YOUR TASK:
When you reach the line that contains "exposes a narrow" in the data below, copy it and every line after it exactly, adding nothing.

DATA TO EXAMINE:
▬▬▬▬▬▬
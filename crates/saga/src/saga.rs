//! Saga definitions.

use crate::error::SagaError;
use crate::step::Step;

/// A named, ordered sequence of steps.
#[derive(Debug, Clone)]
pub struct Saga {
    name: String,
    steps: Vec<Step>,
}

impl Saga {
    /// Builds a saga without checking the steps.
    pub fn new(name: impl Into<String>, steps: Vec<Step>) -> Self {
        Self {
            name: name.into(),
            steps,
        }
    }

    /// Builds a saga, rejecting any non-terminal step without compensation.
    ///
    /// Only the last step may omit it: nothing runs after the last step, so
    /// it can never need undoing.
    pub fn checked(name: impl Into<String>, steps: Vec<Step>) -> Result<Self, SagaError> {
        let name = name.into();
        if let Some((_, init)) = steps.split_last()
            && let Some(step) = init.iter().find(|s| !s.has_compensation())
        {
            return Err(SagaError::Misconfigured(format!(
                "saga '{name}': step '{}' has no compensation but is not the last step",
                step.name()
            )));
        }
        Ok(Self { name, steps })
    }

    pub fn name(&self) -> &str {
        &self.name
    }

    pub fn steps(&self) -> &[Step] {
        &self.steps
    }

    pub fn len(&self) -> usize {
        self.steps.len()
    }

    pub fn is_empty(&self) -> bool {
        self.steps.is_empty()
    }
}
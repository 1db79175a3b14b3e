//! Merchant account ledger.
//!
//! The ledger is the relational store owned by the onboarding service. It
//! exposes a narrow capability (`Ledger`) with two backends:
//! - `InMemoryLedger` for tests and local runs
//! - `PostgresLedger` backed by sqlx

pub mod error;
pub mod memory;
pub mod postgres;
pub mod store;

pub use error::{LedgerError, Result};
pub use memory::InMemoryLedger;
pub use postgres::PostgresLedger;
pub use store::Ledger;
▬▬▬▬▬▬
EXERCISE OUTPUT:
//! exposes a narrow capability (`Ledger`) with two backends:
//! - `InMemoryLedger` for tests and local runs
//! - `PostgresLedger` backed by sqlx

pub mod error;
pub mod memory;
pub mod postgres;
pub mod store;

pub use error::{LedgerError, Result};
pub use memory::InMemoryLedger;
pub use postgres::PostgresLedger;
pub use store::Ledger;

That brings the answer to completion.